I am running Tappas pose-estimation demo on TI’s TDA4VM and experience some high CPU utilization.
Is this demo optimized for the TDA4? Is there is any way offloading the CPU to improve it utilization?

Tappas pose-esimation demo, as any of the other demos is not optimized for a specific h\w platform, meaning that the different gstreamer elements are running on the CPU and not on the platform DSP or GPU.
In case of the TDA4 we can offload some elements from the CPU to the TDA4 DSP, for example we can use tiovxcolorconvert instead of videoconvert and tiovxmultiscaler instead of videoscale.

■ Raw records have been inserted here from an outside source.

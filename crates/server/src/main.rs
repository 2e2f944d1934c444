// Copyright (C) 2026 Fred Clausen
// Use of this source code is governed by an MIT-style
// license that can be found in the LICENSE file or at
// https://opensource.org/licenses/MIT.

#![deny(
    clippy::pedantic,
    clippy::cargo,
    clippy::nursery,
    clippy::style,
    clippy::correctness,
    clippy::all
)]
#![allow(clippy::multiple_crate_versions)]

use std::path::{Path as FsPath, PathBuf};
use std::sync::Arc;

use axum::{
    Json, Router,
    extract::{Path, State as AxumState},
    http::StatusCode,
    response::{IntoResponse, Response},
    routing::{get, post},
};
use clap::Parser;
use confreview_api::{
    AuthenticatedActor, AuthenticationService, Dispatcher, ErrorKind, LogNotifier,
    OperationRequest, ServiceError, translate_domain_error,
};
use confreview_audit::AuditEvent;
use confreview_domain::{Conference, ConferenceId};
use confreview_persistence::{ConferenceSummary, Persistence, PersistenceError};
use serde::{Deserialize, Serialize};
use serde_json::{Map, Value};
use tokio::sync::Mutex;
use tracing::{error, info, warn};

/// Conference paper reviewing server
#[derive(Parser, Debug)]
#[command(author, version, about, long_about = None)]
struct Args {
    /// Path to the `SQLite` database file. If not provided, uses in-memory database.
    #[arg(short, long)]
    database: Option<String>,

    /// Port to bind the server to
    #[arg(short, long, default_value_t = 3000)]
    port: u16,

    /// Address to bind the server to
    #[arg(short, long, default_value = "127.0.0.1")]
    bind: String,

    /// JSON file holding a list of conferences to store on start
    #[arg(short, long)]
    seed: Option<PathBuf>,
}

/// Application state shared across handlers.
///
/// Requests are serialized on the persistence mutex.
#[derive(Clone)]
struct AppState {
    /// Conference snapshots and audit log.
    persistence: Arc<Mutex<Persistence>>,
    /// Operation registry and dispatcher.
    dispatcher: Arc<Dispatcher>,
}

/// Body of `POST /rpc`.
#[derive(Debug, Clone, Deserialize, Serialize)]
struct RpcRequest {
    /// Operation name, e.g. `conference.assignReferee`.
    method: String,
    /// The acting user.
    #[serde(default)]
    actor: Option<String>,
    /// Operation parameters.
    #[serde(default)]
    params: Map<String, Value>,
}

#[derive(Debug, Clone, Serialize, Deserialize)]
struct RpcResponse {
    result: Value,
}

/// Serializable representation of an `AuditEvent` for JSON responses.
#[derive(Debug, Clone, Serialize, Deserialize)]
struct AuditEventResponse {
    event_id: Option<i64>,
    conference: String,
    actor_id: String,
    actor_type: String,
    cause_id: String,
    cause_description: String,
    action_name: String,
    action_details: Option<String>,
}

#[derive(Debug, Clone, Serialize, Deserialize)]
struct ErrorBody {
    code: String,
    message: String,
}

/// Error response type.
#[derive(Debug, Clone, Serialize, Deserialize)]
struct ErrorResponse {
    error: ErrorBody,
}

/// HTTP error wrapper that implements `IntoResponse`.
struct HttpError {
    status: StatusCode,
    code: &'static str,
    message: String,
}

impl IntoResponse for HttpError {
    fn into_response(self) -> Response {
        let body: Json<ErrorResponse> = Json(ErrorResponse {
            error: ErrorBody {
                code: self.code.to_string(),
                message: self.message,
            },
        });
        (self.status, body).into_response()
    }
}

impl From<ServiceError> for HttpError {
    fn from(err: ServiceError) -> Self {
        let status: StatusCode = match err.kind {
            ErrorKind::Authorization => StatusCode::FORBIDDEN,
            ErrorKind::Validation => StatusCode::BAD_REQUEST,
            ErrorKind::Conflict => StatusCode::CONFLICT,
            ErrorKind::NotFound => StatusCode::NOT_FOUND,
            ErrorKind::Internal => StatusCode::INTERNAL_SERVER_ERROR,
        };
        Self {
            status,
            code: err.code,
            message: err.message,
        }
    }
}

impl From<PersistenceError> for HttpError {
    fn from(err: PersistenceError) -> Self {
        error!(error = %err, "Persistence error");
        ServiceError::from(err).into()
    }
}

fn audit_event_to_response(event: &AuditEvent) -> AuditEventResponse {
    AuditEventResponse {
        event_id: event.event_id,
        conference: event.conference.to_string(),
        actor_id: event.actor.id.clone(),
        actor_type: event.actor.actor_type.clone(),
        cause_id: event.cause.id.clone(),
        cause_description: event.cause.description.clone(),
        action_name: event.action.name.clone(),
        action_details: event.action.details.clone(),
    }
}

/// Handler for `POST /rpc`.
///
/// Authenticates the asserted actor and runs the named operation.
async fn handle_rpc(
    AxumState(app_state): AxumState<AppState>,
    Json(request): Json<RpcRequest>,
) -> Result<Json<RpcResponse>, HttpError> {
    info!(method = %request.method, "Handling rpc request");

    let actor: AuthenticatedActor = AuthenticationService::authenticate(request.actor.as_deref())
        .map_err(|e| {
            warn!(method = %request.method, error = %e, "Rejected unauthenticated call");
            ServiceError::from(e)
        })?;
    let operation: OperationRequest = OperationRequest {
        method: request.method,
        actor,
        params: request.params,
    };

    let mut persistence = app_state.persistence.lock().await;
    let result: Value = app_state
        .dispatcher
        .dispatch(&mut persistence, &operation)?;
    drop(persistence);

    Ok(Json(RpcResponse { result }))
}

/// Handler for `GET /conferences`.
async fn handle_list_conferences(
    AxumState(app_state): AxumState<AppState>,
) -> Result<Json<Vec<ConferenceSummary>>, HttpError> {
    let mut persistence = app_state.persistence.lock().await;
    let conferences: Vec<ConferenceSummary> = persistence.list_conferences()?;
    drop(persistence);

    Ok(Json(conferences))
}

/// Handler for `GET /conferences/{conference_id}/audit`.
///
/// Returns the ordered audit timeline of a conference.
async fn handle_get_audit_timeline(
    AxumState(app_state): AxumState<AppState>,
    Path(conference_id): Path<String>,
) -> Result<Json<Vec<AuditEventResponse>>, HttpError> {
    info!(conference = %conference_id, "Handling get_audit_timeline request");
    let conference: ConferenceId =
        ConferenceId::new(&conference_id).map_err(translate_domain_error)?;

    let mut persistence = app_state.persistence.lock().await;
    persistence.load_conference(&conference)?;
    let events: Vec<AuditEvent> = persistence.get_audit_timeline(&conference)?;
    drop(persistence);

    Ok(Json(events.iter().map(audit_event_to_response).collect()))
}

/// Handler for `GET /operations`.
async fn handle_list_operations(
    AxumState(app_state): AxumState<AppState>,
) -> Json<Vec<&'static str>> {
    Json(app_state.dispatcher.operations())
}

/// Builds the application router with all endpoints.
fn build_router(app_state: AppState) -> Router {
    Router::new()
        .route("/rpc", post(handle_rpc))
        .route("/conferences", get(handle_list_conferences))
        .route(
            "/conferences/{conference_id}/audit",
            get(handle_get_audit_timeline),
        )
        .route("/operations", get(handle_list_operations))
        .with_state(app_state)
}

/// Reads the conferences of a seed file.
fn load_seed(path: &FsPath) -> Result<Vec<Conference>, Box<dyn std::error::Error>> {
    let raw: String = std::fs::read_to_string(path)?;
    let conferences: Vec<Conference> = serde_json::from_str(&raw)?;
    Ok(conferences)
}

#[tokio::main]
async fn main() -> Result<(), Box<dyn std::error::Error>> {
    let args: Args = Args::parse();

    tracing_subscriber::fmt()
        .with_env_filter(
            tracing_subscriber::EnvFilter::try_from_default_env()
                .unwrap_or_else(|_| tracing_subscriber::EnvFilter::new("info")),
        )
        .init();

    info!("Initializing conference reviewing server");

    let mut persistence: Persistence = if let Some(db_path) = &args.database {
        info!("Using file-based database at: {}", db_path);
        Persistence::new_with_file(db_path)?
    } else {
        info!("Using in-memory database");
        Persistence::new_in_memory()?
    };

    if let Some(seed) = &args.seed {
        let conferences: Vec<Conference> = load_seed(seed)?;
        persistence.initialize_fixtures(&conferences)?;
    }

    let dispatcher: Dispatcher = Dispatcher::new(Box::new(LogNotifier))?;
    info!(
        operations = dispatcher.operations().len(),
        "Operation registry ready"
    );

    let app_state: AppState = AppState {
        persistence: Arc::new(Mutex::new(persistence)),
        dispatcher: Arc::new(dispatcher),
    };
    let app: Router = build_router(app_state);

    let addr: std::net::SocketAddr = format!("{}:{}", args.bind, args.port).parse()?;
    info!("Server listening on {}", addr);

    let listener = tokio::net::TcpListener::bind(addr).await?;
    axum::serve(listener, app).await?;

    Ok(())
}
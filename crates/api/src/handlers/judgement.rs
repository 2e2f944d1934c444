// Copyright (C) 2026 Fred Clausen
// Use of this source code is governed by an MIT-style
// license that can be found in the LICENSE file or at
// https://opensource.org/licenses/MIT.

//! Judgements on the current review cycle of one contribution.
//!
//! The judgement is selected by the `current` parameter. A reviewer always
//! works on their own judgement; reading one that was never touched answers
//! as if it were empty.

use confreview::Command;
use confreview_domain::{
    Conference, ContributionId, Judgement, JudgementSlot, Review, ReviewRole, UserId,
};
use serde_json::{Value, json};
use time::PrimitiveDateTime;

use super::{VALUE, datetime_value, due_date_role};
use crate::dispatch::HandlerContext;
use crate::error::{ServiceError, translate_domain_error};

fn last_review<'c>(
    conference: &'c Conference,
    contribution: &ContributionId,
) -> Result<Option<&'c Review>, ServiceError> {
    Ok(conference
        .contribution(contribution)
        .map_err(translate_domain_error)?
        .review_manager
        .last_review())
}

fn current_judgement<'c>(
    conference: &'c Conference,
    contribution: &ContributionId,
    slot: &JudgementSlot,
) -> Result<Option<&'c Judgement>, ServiceError> {
    Ok(last_review(conference, contribution)?.and_then(|review| review.judgement(slot)))
}

/// Reads or sets the due date of the role named by `dueDateToChange`.
///
/// A cycle without its own due date answers with the conference default.
///
/// # Errors
///
/// Returns `ERR-REV3c` (set) or `ERR-REV3d` (read) for a missing or unknown
/// role.
pub fn change_due_date(ctx: &mut HandlerContext<'_>) -> Result<Value, ServiceError> {
    let contribution: ContributionId = ctx.contribution_id()?.clone();
    if ctx.params.has(VALUE) {
        let role: ReviewRole = due_date_role(ctx, "ERR-REV3c")?;
        let due: PrimitiveDateTime = ctx.params.datetime(VALUE)?;
        ctx.apply(Command::SetDueDate {
            contribution: contribution.clone(),
            role,
            due,
        })?;
    }
    let role: ReviewRole = due_date_role(ctx, "ERR-REV3d")?;
    let conference: &Conference = ctx.current();
    let due: Option<PrimitiveDateTime> = last_review(conference, &contribution)?
        .and_then(|review| review.due_date(role))
        .or_else(|| conference.review.default_due_date(role));
    Ok(datetime_value(due))
}

/// Reads or sets the verdict. An unset verdict reads as `"None"`.
///
/// # Errors
///
/// Returns `ERR-REV7` without a judgement kind, `ERR-REV8a` if the
/// judgement is submitted and `ERR-REV13` for an unknown verdict.
pub fn change_judgement(ctx: &mut HandlerContext<'_>) -> Result<Value, ServiceError> {
    let contribution: ContributionId = ctx.contribution_id()?.clone();
    let slot: JudgementSlot = ctx.judgement_slot()?;
    if ctx.params.has(VALUE) {
        let verdict: String = ctx.params.required_str(VALUE)?.to_string();
        ctx.apply(Command::SetVerdict {
            contribution: contribution.clone(),
            slot: slot.clone(),
            verdict,
        })?;
    }
    let verdict: Option<&str> =
        current_judgement(ctx.current(), &contribution, &slot)?.and_then(Judgement::verdict);
    Ok(json!(verdict.unwrap_or("None")))
}

/// Reads or replaces the comments.
///
/// # Errors
///
/// Returns `ERR-REV7` without a judgement kind and `ERR-REV8b` if the
/// judgement is submitted.
pub fn change_comments(ctx: &mut HandlerContext<'_>) -> Result<Value, ServiceError> {
    let contribution: ContributionId = ctx.contribution_id()?.clone();
    let slot: JudgementSlot = ctx.judgement_slot()?;
    if ctx.params.has(VALUE) {
        let comments: String = ctx.params.required_str(VALUE)?.to_string();
        ctx.apply(Command::SetComments {
            contribution: contribution.clone(),
            slot: slot.clone(),
            comments,
        })?;
    }
    let comments: &str = current_judgement(ctx.current(), &contribution, &slot)?
        .map_or("", Judgement::comments);
    Ok(json!(comments))
}

/// Reads or sets the answer to `criterion`.
///
/// # Errors
///
/// Returns `ERR-REV7` without a judgement kind, `ERR-REV8c` if the
/// judgement is submitted, `ERR-REV14` for an unknown criterion and
/// `ERR-REV15` for an answer outside the scale.
pub fn change_criteria(ctx: &mut HandlerContext<'_>) -> Result<Value, ServiceError> {
    let contribution: ContributionId = ctx.contribution_id()?.clone();
    let slot: JudgementSlot = ctx.judgement_slot()?;
    let question: String = ctx.params.required_scalar("criterion")?;
    if ctx.params.has(VALUE) {
        let value: i64 = ctx.params.required_i64(VALUE)?;
        ctx.apply(Command::SetAnswer {
            contribution: contribution.clone(),
            slot: slot.clone(),
            question: question.clone(),
            value,
        })?;
    }
    let answer: Option<u8> =
        current_judgement(ctx.current(), &contribution, &slot)?.and_then(|j| j.answer(&question));
    Ok(json!(answer))
}

/// Renders every answered criterion as `"<criterion> : <label>"`.
///
/// # Errors
///
/// Returns `ERR-REV7` without a judgement kind.
pub fn get_criteria(ctx: &mut HandlerContext<'_>) -> Result<Value, ServiceError> {
    let contribution: ContributionId = ctx.contribution_id()?.clone();
    let slot: JudgementSlot = ctx.judgement_slot()?;
    let conference: &Conference = ctx.current();
    let questions: &[String] = conference.review.criteria_for(slot.role());
    let lines: Vec<String> = current_judgement(conference, &contribution, &slot)?
        .map(|j| j.criteria_display(questions))
        .unwrap_or_default();
    Ok(json!(lines))
}

/// Submits or withdraws the judgement when `value` is present, and answers
/// with the submitted flag.
///
/// # Errors
///
/// Returns `ERR-REV7` without a judgement kind and `ERR-REV9` when
/// submitting a judgement without a verdict.
pub fn set_submitted(ctx: &mut HandlerContext<'_>) -> Result<Value, ServiceError> {
    let contribution: ContributionId = ctx.contribution_id()?.clone();
    let slot: JudgementSlot = ctx.judgement_slot()?;
    if ctx.params.has(VALUE) {
        let author: UserId = ctx.actor.id.clone();
        ctx.apply(Command::ToggleSubmitted {
            contribution: contribution.clone(),
            slot: slot.clone(),
            author,
        })?;
    }
    let submitted: bool = current_judgement(ctx.current(), &contribution, &slot)?
        .is_some_and(Judgement::is_submitted);
    Ok(Value::Bool(submitted))
}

Here is an example how it can be done:
gst-launch-1.0 v4l2src device=/dev/video2 name=src_0 ! video/x-raw,format=YUY2,width=1280,height=720,framerate=30/1 ! queue leaky=downstream max-size-buffers=5 max-size-bytes=0 max-size-time=0 ! tiovxcolorconvert ! video/x-raw,format=NV12 ! tiovxmultiscaler ! video/x-raw,width=640,height=640 ! tiovxcolorconvert ! video/x-raw,pixel-aspect-ratio=1/1,format=RGBx ! queue ! videoconvert name=pre_hailonet_videoconvert n-threads=2 qos=false ! queue ! hailonet hef-path=/home/root/apps/pose_estimation/resources/centerpose_regnetx_1.6gf_fpn.hef vdevice-key=1 debug=False is-active=true batch-size=1 ! queue ! hailofilter so-path=/usr/lib/hailo-post-processes/libcenterpose_post.so qos=false function-name=centerpose ! queue ! hailooverlay qos=false ! queue ! videoconvert name=sink_videoconvert n-threads=1 qos=false ! queue ! fpsdisplaysink video-sink=autovideosink name=hailo_display sync=false text-overlay=false

We’d recommend checking TI’s Gstreamer plugins documentation before using it for any limitations and correct use (e.g. tiovxmultiscaler can only down scale resolution).